Copilot commented on code in PR #18202:
URL: https://github.com/apache/pinot/pull/18202#discussion_r3230542845


##########
pinot-query-runtime/src/main/java/org/apache/pinot/query/runtime/operator/window/value/LeadValueWindowFunction.java:
##########
@@ -88,4 +93,28 @@ public List<Object> processRows(List<Object[]> rows) {
     }
     return Arrays.asList(result);
   }
+
+  /**
+   * LEAD with IGNORE NULLS: for each row, find the offset-th non-null value 
scanning forward.
+   * Uses a bounded deque of size {@code _offset} for O(N) time and O(offset) 
memory.
+   * Scans right-to-left, maintaining a sliding window of upcoming non-null 
values.
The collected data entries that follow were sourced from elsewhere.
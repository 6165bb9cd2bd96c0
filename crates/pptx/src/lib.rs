//! PPTX (Office Open XML) backend for PowerPoint to Markdown conversion.
//!
//! A `.pptx` file is a ZIP archive of XML parts. Slides are read from
//! `ppt/slides/`, with speaker notes from `ppt/notesSlides/` and image
//! targets from each slide's relationship part.

pub mod accessors;
pub mod converter;
pub mod extract;
pub mod package;
pub mod paths;
pub mod rels;
pub mod xml;

#[cfg(test)]
mod fixtures;

pub use converter::{assemble, Conversion, PptxConverter, SlideEntry};
pub use extract::SlideExtractor;
pub use package::Package;
pub use rels::RelationshipManifest;
pub use xml::XmlNode;
//! Conversion options.

use serde::{Deserialize, Serialize};

/// Default rewrite target for image paths.
pub const DEFAULT_ASSET_PATH_PREFIX: &str = "/<provider>/<category>/<offering>/assets/images";

/// Relative media directory used by image relationship targets.
pub const MEDIA_DIR_PREFIX: &str = "../media";

/// How promoted headings are ordered when a slide has more than one.
#[derive(Debug, Clone, Copy, Default, PartialEq, Eq, Serialize, Deserialize)]
#[serde(rename_all = "lowercase")]
pub enum HeadingOrder {
    /// Each heading is inserted at the front, so the last one found comes first.
    #[default]
    Reverse,
    /// Headings stay in the order they were found.
    Encounter,
}

/// Options controlling a conversion run.
#[derive(Debug, Clone, PartialEq, Eq, Serialize, Deserialize)]
#[serde(default)]
pub struct ConvertOptions {
    /// Replaces the leading `../media` of resolved image targets.
    pub asset_path_prefix: String,

    /// Ordering of promoted headings within a slide.
    pub heading_order: HeadingOrder,
}

impl Default for ConvertOptions {
    fn default() -> Self {
        Self {
            asset_path_prefix: DEFAULT_ASSET_PATH_PREFIX.to_string(),
            heading_order: HeadingOrder::default(),
        }
    }
}

impl ConvertOptions {
    /// Create options with the default asset prefix and heading order.
    pub fn new() -> Self {
        Self::default()
    }

    /// Use a custom asset path prefix.
    pub fn with_asset_path_prefix(mut self, prefix: impl Into<String>) -> Self {
        self.asset_path_prefix = prefix.into();
        self
    }

    /// Use a custom heading order.
    pub fn with_heading_order(mut self, order: HeadingOrder) -> Self {
        self.heading_order = order;
        self
    }

    /// Rewrite a relationship target into the published asset location.
    ///
    /// Only a leading `../media` segment is rewritten; other targets pass
    /// through unchanged.
    pub fn rewrite_asset_path(&self, target: &str) -> String {
        match target.strip_prefix(MEDIA_DIR_PREFIX) {
            Some(rest) => format!("{}{}", self.asset_path_prefix.trim_end_matches('/'), rest),
            None => target.to_string(),
        }
    }
}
The oldest
+   * element in the deque (peekFirst) is always the offset-th non-null value 
ahead of the current
+   * row.
+   */
+  private List<Object> processRowsIgnoreNulls(List<Object[]> rows) {
+    int numRows = rows.size();
+    Object[] result = new Object[numRows];
+    ArrayDeque<Object> window = new ArrayDeque<>(_offset);
+    for (int i = numRows - 1; i >= 0; i--) {
+      result[i] = (window.size() == _offset) ? window.peekFirst() : 
_defaultValue;
+      Object val = extractValueFromRow(rows.get(i));

Review Comment:
   `processRowsIgnoreNulls()` assumes `_offset > 0`. If the query specifies 
`LEAD(..., 0) IGNORE NULLS`, `window.size() == _offset` is always true and 
`peekFirst()` returns null, so the result becomes null for every row (instead 
of returning the current row’s value). Also, a negative offset would fail when 
constructing `new ArrayDeque<>(_offset)` or via index math in the non-IGNORE 
path. Please validate the offset is non-negative (and either explicitly support 
`offset = 0` by returning the current row’s value, or reject it with a clear 
error).



##########
pinot-query-runtime/src/main/java/org/apache/pinot/query/runtime/operator/window/value/LagValueWindowFunction.java:
##########
@@ -88,4 +93,28 @@ public List<Object> processRows(List<Object[]> rows) {
     }
     return Arrays.asList(result);
   }
+
+  /**
+   * LAG with IGNORE NULLS: for each row, find the offset-th non-null value 
scanning backward.
+   * Uses a bounded deque of size {@code _offset} for O(N) time and O(offset) 
memory.
+   * Scans left-to-right, maintaining a sliding window of preceding non-null 
values. The oldest
+   * element in the deque (peekFirst) is always the offset-th non-null value 
behind the current
+   * row.
+   */
+  private List<Object> processRowsIgnoreNulls(List<Object[]> rows) {
+    int numRows = rows.size();
+    Object[] result = new Object[numRows];
+    ArrayDeque<Object> window = new ArrayDeque<>(_offset);
+    for (int i = 0; i < numRows; i++) {
+      result[i] = (window.size() == _offset) ? window.peekFirst() : 
_defaultValue;
+      Object val = extractValueFromRow(rows.get(i));

Review Comment:
   `processRowsIgnoreNulls()` assumes `_offset > 0`. For `LAG(..., 0) IGNORE 
NULLS`, `window.size() == _offset` is always true and `peekFirst()` returns 
null, producing null for all rows instead of the current row’s value. A 
negative offset would also fail (e.g., `new ArrayDeque<>(_offset)` / index 
math). Please validate offset is non-negative and either handle `offset = 0` as 
an identity or reject it explicitly.